Anton Smith and Tanya Ulmer

Introduction

Oak Hill Boys Ranch was established in 1961 in Alberta, Canada. It serves as a highly comprehensive residential treatment center for 1116 year old male youth. Young persons who are referred to Oak Hill Boys Ranch require residential treatment services for problems associated with trauma related to neglect and/or physical, emotional and sexual abuse.

Oak Hill Boys Ranch decided to embark on an initiative to reduce the use of restrictive procedures, primarily physical interventions. Physical restraint and physical intervention are terms often used interchangeably; however they have very different meanings.

Physical restraint refers to a specific act of physically holding another person, restricting and limiting their movement to prevent harm to themselves or others. Physical intervention includes all direct contact with the young person with the intention of creating safety. For example, physical intervention includes physical restraint as well as less intrusive interventions such as guiding a young person from one place to another (escorts) or escaping from the grasp of a young person (personal safety).
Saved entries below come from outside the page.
// ============================================================
// Layer 4 — Radial Binning
// ============================================================
// Averages the reception ratio of all points that fall into
// equal-width distance bins.
//
// For bin i with edges [e_i, e_{i+1}):
//   mean  = Σ y / n
//   error = σ / √n      (population σ, only when n > 1)
//
// Empty bins keep mean = error = count = 0 so every profile has
// the same number of points.

use serde::{Deserialize, Serialize};

use crate::domain::radial_graph::GraphKey;

/// Binning of the distance axis.
#[derive(Debug, Clone, Copy, Serialize, Deserialize)]
pub struct BinSpec {
    pub n_bins: usize,
    pub lo:     f64,
    pub hi:     f64,
}

impl Default for BinSpec {
    fn default() -> Self {
        Self { n_bins: 20, lo: 0.0015, hi: 0.0415 }
    }
}

impl BinSpec {
    /// `n_bins + 1` evenly spaced edges from `lo` to `hi`.
    pub fn edges(&self) -> Vec<f64> {
        let step = (self.hi - self.lo) / self.n_bins as f64;
        (0..=self.n_bins)
            .map(|i| if i == self.n_bins { self.hi } else { self.lo + step * i as f64 })
            .collect()
    }
}

#[derive(Debug, Clone, PartialEq, Serialize, Deserialize)]
pub struct BinnedProfile {
    pub centers: Vec<f64>,
    pub means:   Vec<f64>,
    pub errors:  Vec<f64>,
    pub counts:  Vec<usize>,
}

/// Bin `values` by `positions` according to `spec`.
pub fn bin_profile(positions: &[f64], values: &[f64], spec: &BinSpec) -> BinnedProfile {
    let edges   = spec.edges();
    let centers = edges.windows(2).map(|w| (w[0] + w[1]) / 2.0).collect();

    let mut means  = vec![0.0; spec.n_bins];
    let mut errors = vec![0.0; spec.n_bins];
    let mut counts = vec![0usize; spec.n_bins];

    for (i, w) in edges.windows(2).enumerate() {
        let (bin_min, bin_max) = (w[0], w[1]);
        let bin_values: Vec<f64> = positions
            .iter()
            .zip(values)
            .filter(|(x, _)| **x >= bin_min && **x < bin_max)
            .map(|(_, y)| *y)
            .collect();

        let n = bin_values.len();
        if n == 0 {
            continue;
        }

        let mean = bin_values.iter().sum::<f64>() / n as f64;
        means[i]  = mean;
        counts[i] = n;
        if n > 1 {
            let variance = bin_values.iter().map(|y| (y - mean).powi(2)).sum::<f64>() / n as f64;
            errors[i] = variance.sqrt() / (n as f64).sqrt();
        }
    }

    BinnedProfile { centers, means, errors, counts }
}

/// Binned profile of one sensor grid.
#[derive(Debug, Clone)]
pub struct GridProfile {
    pub key:     GraphKey,
    pub profile: BinnedProfile,
}

/// All grid profiles simulated with one deadtime.
#[derive(Debug, Clone)]
pub struct DeadtimeProfiles {
    pub deadtime_ns: f64,
    /// Sorted by grid size, largest first.
    pub grids:       Vec<GridProfile>,
}

/// Group profiles by deadtime (ascending); inside a group the
/// finest grid comes first.
pub fn group_by_deadtime(profiles: Vec<GridProfile>) -> Vec<DeadtimeProfiles> {
    let mut groups: Vec<DeadtimeProfiles> = Vec::new();
    for p in profiles {
        match groups.iter_mut().find(|g| g.deadtime_ns == p.key.deadtime_ns) {
            Some(g) => g.grids.push(p),
            None    => groups.push(DeadtimeProfiles { deadtime_ns: p.key.deadtime_ns, grids: vec![p] }),
        }
    }

    groups.sort_by(|a, b| a.deadtime_ns.total_cmp(&b.deadtime_ns));
    for g in &mut groups {
        g.grids.sort_by(|a, b| b.key.grid_size.cmp(&a.key.grid_size));
    }
    groups
}

#[cfg(test)]
mod tests {
    use super::*;

    const EPS: f64 = 1e-12;

    #[test]
    fn test_default_edges_and_centers() {
        let spec  = BinSpec::default();
        let edges = spec.edges();
        assert_eq!(edges.len(), 21);
        assert!((edges[0] - 0.0015).abs() < EPS);
        assert!((edges[1] - 0.0035).abs() < EPS);
        assert!((edges[20] - 0.0415).abs() < EPS);

        let profile = bin_profile(&[], &[], &spec);
        assert_eq!(profile.centers.len(), 20);
        assert!((profile.centers[0] - 0.0025).abs() < EPS);
        assert!(profile.counts.iter().all(|&c| c == 0));
        assert!(profile.means.iter().all(|&m| m == 0.0));
    }

    #[test]
    fn test_mean_and_standard_error() {
        let spec = BinSpec { n_bins: 2, lo: 0.0, hi: 2.0 };
        let profile = bin_profile(&[0.1, 0.5, 0.9, 1.5], &[1.0, 2.0, 3.0, 7.0], &spec);

        assert_eq!(profile.counts, vec![3, 1]);
        assert!((profile.means[0] - 2.0).abs() < EPS);
        // population σ of {1,2,3} = √(2/3), divided by √3
        let expected = (2.0f64 / 3.0).sqrt() / 3.0f64.sqrt();
        assert!((profile.errors[0] - expected).abs() < EPS);
        // A single point has no spread
        assert!((profile.means[1] - 7.0).abs() < EPS);
        assert_eq!(profile.errors[1], 0.0);
    }

    #[test]
    fn test_bins_are_half_open() {
        let spec = BinSpec { n_bins: 2, lo: 0.0, hi: 2.0 };
        // 1.0 belongs to the upper bin; 2.0 and -0.1 are outside
        let profile = bin_profile(&[1.0, 2.0, -0.1], &[5.0, 9.0, 9.0], &spec);
        assert_eq!(profile.counts, vec![0, 1]);
        assert!((profile.means[1] - 5.0).abs() < EPS);
    }

    #[test]
    fn test_group_by_deadtime_orders_groups_and_grids() {
        let profile = bin_profile(&[], &[], &BinSpec::default());
        let gp = |deadtime_ns: f64, grid_size: u32| GridProfile {
            key: GraphKey { deadtime_ns, grid_size },
            profile: profile.clone(),
        };

        let groups = group_by_deadtime(vec![
            gp(30.0, 25),
            gp(5.0, 20),
            gp(30.0, 100),
            gp(5.0, 50),
            gp(0.0, 100),
        ]);

        let deadtimes: Vec<f64> = groups.iter().map(|g| g.deadtime_ns).collect();
        assert_eq!(deadtimes, vec![0.0, 5.0, 30.0]);
        let grids: Vec<u32> = groups[2].grids.iter().map(|g| g.key.grid_size).collect();
        assert_eq!(grids, vec![100, 25]);
        let grids: Vec<u32> = groups[1].grids.iter().map(|g| g.key.grid_size).collect();
        assert_eq!(grids, vec![50, 20]);
    }
}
Often the development and implementation of initiatives which lead to changes in organisational policy and practice are a result of serious crisis. The changes at Oak Hills were put into place due to the serious injury of a young person and also due to a questioning about the therapeutic effects of restraint practice. This paper is drawn from a larger report and comprehensive literature review concerning the use of restraint. It outlines some of the data collected at Oak Hills concerning the use of restraint and presents a model for changing practice.

Therapeutic effects of restraint practice

The majority of academics, managers and practitioners who are involved in child protective services would agree that implementing an organisational goal to reduce the number of physical interventions requires little justification.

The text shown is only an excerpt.